Eigene Werte überprüfen

Paula Honkanen-Schoberth, Bundesgeschäftsführerin des Deutschen Kinderschutzbund Bundesverbandes e.V. (Foto: DKSB Bundesverband e.V.)
Paula Honkanen-SchoberthBild: DKSB Bundesverband e.V.

Beim Thema Computer, Alkohol oder Ausgehen kann das bisweilen schwierig sein. "Eltern müssen sich informieren, welche Ausgehzeiten, Computerspiele und Getränke für Jugendliche im Alter von 12 bis 17 Jahren angemessen sind und welche Freiheiten sie persönlich ihren Kindern dabei lassen wollen", sagt Paula Honkanen-Schoberth. Elternkurse könnten dabei helfen, sich über die eigenen Werte in der Erziehung klar zu werden. Außerdem sei der offene Austausch über die Konflikte in der Familie und die gemeinsame Suche nach Lösungen sehr entlastend. "Mütter und Väter erfahren hier, dass sie mit ihren Problemen nicht alleine sind."

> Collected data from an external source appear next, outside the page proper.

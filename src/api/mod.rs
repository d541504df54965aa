use axum::{
    Router,
    extract::{Json, Query},
    http::{StatusCode, header},
    response::{Html, IntoResponse, Response},
    routing::get,
};
use clap::Parser;
use serde::{Deserialize, Serialize};
use std::net::SocketAddr;
use tokio::net::TcpListener;

use crate::core::policy::{TARGET_RUNWAY_DEFAULT_DAYS, TARGET_RUNWAY_MAX_DAYS, TARGET_RUNWAY_MIN_DAYS};
use crate::core::{
    BaselineProfile, Diagnosis, EqualizerBounds, EqualizerReading, RepairRequirements, ScoreBand,
    StressTestResult, diagnose, equalizer_bounds, evaluate_adjustment, health_score,
    run_stress_tests, runway_days, solve_for_target,
};

const INDEX_HTML: &str = include_str!("../../web/index.html");
const STYLES_CSS: &str = include_str!("../../web/styles.css");
const APP_JS: &str = include_str!("../../web/app.js");

#[derive(Parser, Debug)]
#[command(
    name = "runway",
    about = "Financial stress-test engine (runway, health score, shock battery, repair solver)"
)]
struct Cli {
    #[arg(long, help = "Monthly take-home income")]
    income: f64,
    #[arg(long, help = "Monthly rent or mortgage payment")]
    rent: f64,
    #[arg(long, help = "Monthly transportation cost")]
    transportation: f64,
    #[arg(long, help = "Monthly groceries cost")]
    groceries: f64,
    #[arg(long, help = "Other monthly spending")]
    other: f64,
    #[arg(long, help = "Liquid savings accessible within 24 hours")]
    savings: f64,
    #[arg(
        long,
        default_value_t = TARGET_RUNWAY_DEFAULT_DAYS,
        help = "Target runway in days for the repair solver"
    )]
    target_runway: u32,
}

#[derive(Debug, Default, Deserialize)]
#[serde(default, rename_all = "camelCase")]
struct AssessPayload {
    income: Option<f64>,
    rent: Option<f64>,
    transportation: Option<f64>,
    groceries: Option<f64>,
    other: Option<f64>,
    savings: Option<f64>,
}

#[derive(Debug, Default, Deserialize)]
#[serde(default, rename_all = "camelCase")]
struct RepairPayload {
    income: Option<f64>,
    rent: Option<f64>,
    transportation: Option<f64>,
    groceries: Option<f64>,
    other: Option<f64>,
    savings: Option<f64>,
    target_runway: Option<u32>,
    slider_income: Option<f64>,
    slider_expenses: Option<f64>,
    slider_savings: Option<f64>,
}

#[derive(Debug, Serialize)]
#[serde(rename_all = "camelCase")]
struct DiagnosisEntry {
    id: Diagnosis,
    label: &'static str,
    description: &'static str,
}

#[derive(Debug, Serialize)]
#[serde(rename_all = "camelCase")]
struct AssessResponse {
    profile: BaselineProfile,
    fixed_expenses: f64,
    flexible_expenses: f64,
    total_expenses: f64,
    burn_rate: f64,
    runway_days: u32,
    health_score: u32,
    score_band: ScoreBand,
    score_band_label: &'static str,
    tests: [StressTestResult; 3],
    passed_count: usize,
    diagnoses: Vec<DiagnosisEntry>,
}

#[derive(Debug, Serialize)]
#[serde(rename_all = "camelCase")]
struct RepairResponse {
    target_runway_days: u32,
    baseline_runway_days: u32,
    requirements: RepairRequirements,
    bounds: EqualizerBounds,
    reading: EqualizerReading,
}

#[derive(Debug, Serialize)]
struct ErrorResponse {
    error: String,
}

fn default_cli_for_api() -> Cli {
    // Demo profile shown by the front end's "Use Demo Profile" button.
    Cli {
        income: 4_000.0,
        rent: 1_200.0,
        transportation: 300.0,
        groceries: 400.0,
        other: 300.0,
        savings: 3_000.0,
        target_runway: TARGET_RUNWAY_DEFAULT_DAYS,
    }
}

fn build_profile(cli: &Cli) -> Result<BaselineProfile, String> {
    for (name, value) in [
        ("--income", cli.income),
        ("--rent", cli.rent),
        ("--transportation", cli.transportation),
        ("--groceries", cli.groceries),
        ("--other", cli.other),
        ("--savings", cli.savings),
    ] {
        if !value.is_finite() || value < 0.0 {
            return Err(format!("{name} must be a finite amount >= 0"));
        }
    }

    Ok(BaselineProfile {
        income: cli.income,
        rent: cli.rent,
        transportation: cli.transportation,
        groceries: cli.groceries,
        other: cli.other,
        savings: cli.savings,
    })
}

fn profile_from_assess_payload(payload: AssessPayload) -> Result<BaselineProfile, String> {
    let mut cli = default_cli_for_api();
    if let Some(v) = payload.income {
        cli.income = v;
    }
    if let Some(v) = payload.rent {
        cli.rent = v;
    }
    if let Some(v) = payload.transportation {
        cli.transportation = v;
    }
    if let Some(v) = payload.groceries {
        cli.groceries = v;
    }
    if let Some(v) = payload.other {
        cli.other = v;
    }
    if let Some(v) = payload.savings {
        cli.savings = v;
    }
    build_profile(&cli)
}

#[derive(Debug)]
struct RepairRequest {
    profile: BaselineProfile,
    target_days: u32,
    slider_income: f64,
    slider_expenses: f64,
    slider_savings: f64,
}

fn repair_request_from_payload(payload: RepairPayload) -> Result<RepairRequest, String> {
    let profile = profile_from_assess_payload(AssessPayload {
        income: payload.income,
        rent: payload.rent,
        transportation: payload.transportation,
        groceries: payload.groceries,
        other: payload.other,
        savings: payload.savings,
    })?;

    let target_days = payload
        .target_runway
        .unwrap_or(default_cli_for_api().target_runway)
        .clamp(TARGET_RUNWAY_MIN_DAYS, TARGET_RUNWAY_MAX_DAYS);

    for (name, value) in [
        ("sliderIncome", payload.slider_income),
        ("sliderExpenses", payload.slider_expenses),
        ("sliderSavings", payload.slider_savings),
    ] {
        if let Some(v) = value {
            if !v.is_finite() {
                return Err(format!("{name} must be a finite amount"));
            }
        }
    }

    // Sliders default to the baseline triple on entry to repair mode.
    Ok(RepairRequest {
        profile,
        target_days,
        slider_income: payload.slider_income.unwrap_or(profile.income),
        slider_expenses: payload.slider_expenses.unwrap_or(profile.total_expenses()),
        slider_savings: payload.slider_savings.unwrap_or(profile.savings),
    })
}

fn build_assess_response(profile: &BaselineProfile) -> AssessResponse {
    let total_expenses = profile.total_expenses();
    let score = health_score(profile.income, total_expenses, profile.savings);
    let band = ScoreBand::from_score(score);
    let tests = run_stress_tests(profile.income, total_expenses, profile.savings);
    let passed_count = tests.iter().filter(|t| t.passed).count();
    let diagnoses = diagnose(profile)
        .into_iter()
        .map(|d| DiagnosisEntry {
            id: d,
            label: d.label(),
            description: d.description(),
        })
        .collect();

    AssessResponse {
        profile: *profile,
        fixed_expenses: profile.fixed_expenses(),
        flexible_expenses: profile.flexible_expenses(),
        total_expenses,
        burn_rate: profile.burn_rate(),
        runway_days: runway_days(total_expenses, profile.savings),
        health_score: score,
        score_band: band,
        score_band_label: band.label(),
        tests,
        passed_count,
        diagnoses,
    }
}

fn build_repair_response(request: &RepairRequest) -> RepairResponse {
    let profile = &request.profile;
    RepairResponse {
        target_runway_days: request.target_days,
        baseline_runway_days: runway_days(profile.total_expenses(), profile.savings),
        requirements: solve_for_target(profile, request.target_days),
        bounds: equalizer_bounds(profile),
        reading: evaluate_adjustment(
            profile,
            request.slider_income,
            request.slider_expenses,
            request.slider_savings,
        ),
    }
}

pub async fn run_http_server(port: u16) -> std::io::Result<()> {
    let addr = SocketAddr::from(([0, 0, 0, 0], port));
    let app = Router::new()
        .route("/", get(index_handler))
        .route("/index.html", get(index_handler))
        .route("/styles.css", get(styles_handler))
        .route("/app.js", get(app_js_handler))
        .route(
            "/api/assess",
            get(assess_get_handler).post(assess_post_handler),
        )
        .route(
            "/api/repair",
            get(repair_get_handler).post(repair_post_handler),
        )
        .fallback(not_found_handler);

    let listener = TcpListener::bind(addr).await?;
    println!("Stress-test HTTP API listening on http://{addr}");
    println!("Local access: http://127.0.0.1:{port}/");

    axum::serve(listener, app).await
}

async fn index_handler() -> impl IntoResponse {
    with_cache_control(Html(INDEX_HTML))
}

async fn styles_handler() -> impl IntoResponse {
    with_cache_control((
        [(header::CONTENT_TYPE, "text/css; charset=utf-8")],
        STYLES_CSS,
    ))
}

async fn app_js_handler() -> impl IntoResponse {
    with_cache_control((
        [(
            header::CONTENT_TYPE,
            "application/javascript; charset=utf-8",
        )],
        APP_JS,
    ))
}

async fn not_found_handler() -> Response {
    error_response(StatusCode::NOT_FOUND, "Not found")
}

async fn assess_get_handler(Query(payload): Query<AssessPayload>) -> Response {
    assess_handler_impl(payload)
}

async fn assess_post_handler(Json(payload): Json<AssessPayload>) -> Response {
    assess_handler_impl(payload)
}

fn assess_handler_impl(payload: AssessPayload) -> Response {
    match profile_from_assess_payload(payload) {
        Ok(profile) => json_response(StatusCode::OK, build_assess_response(&profile)),
        Err(msg) => error_response(StatusCode::BAD_REQUEST, &msg),
    }
}

async fn repair_get_handler(Query(payload): Query<RepairPayload>) -> Response {
    repair_handler_impl(payload)
}

async fn repair_post_handler(Json(payload): Json<RepairPayload>) -> Response {
    repair_handler_impl(payload)
}

fn repair_handler_impl(payload: RepairPayload) -> Response {
    match repair_request_from_payload(payload) {
        Ok(request) => json_response(StatusCode::OK, build_repair_response(&request)),
        Err(msg) => error_response(StatusCode::BAD_REQUEST, &msg),
    }
}

fn with_cache_control<R: IntoResponse>(response: R) -> Response {
    let mut response = response.into_response();
    response.headers_mut().insert(
        header::CACHE_CONTROL,
        "no-store".parse().expect("valid header"),
    );
    response
}

fn json_response<T: Serialize>(status: StatusCode, body: T) -> Response {
    let mut response = (status, Json(body)).into_response();
    response.headers_mut().insert(
        header::CACHE_CONTROL,
        "no-store".parse().expect("valid header"),
    );
    response
}

fn error_response(status: StatusCode, msg: &str) -> Response {
    json_response(
        status,
        ErrorResponse {
            error: msg.to_string(),
        },
    )
}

Edward Munch: Puberty 1895; Öl auf Leinwand, 150 x 110 cm (59 5/8 x 43 1/4 in); (Foto: Nationalgalerie Oslo)
Edward Munch: "Pubertät"

Schließlich sei die Pubertät eine Phase des Aufbruchs und Umbruchs, die immer Unruhe in die Familie bringe, betont die Soziologin. Bei den Teenagern spielten die Hormone verrückt und sorgten für eine Reihe von Veränderungen im Gehirn. Zwar steige die Intelligenz, aber der Umgang mit Gefühlen, die Impulskontrolle und Handlungsplanung seien beeinträchtigt. "Die Verhaltensänderung ist ein natürlicher Prozess, keine Folge einer grundfalschen Erziehung", beruhigt Honkanen-Schoberth. "Wer mit seinen Kindern im Gespräch bleibt, wird sie nicht verlieren."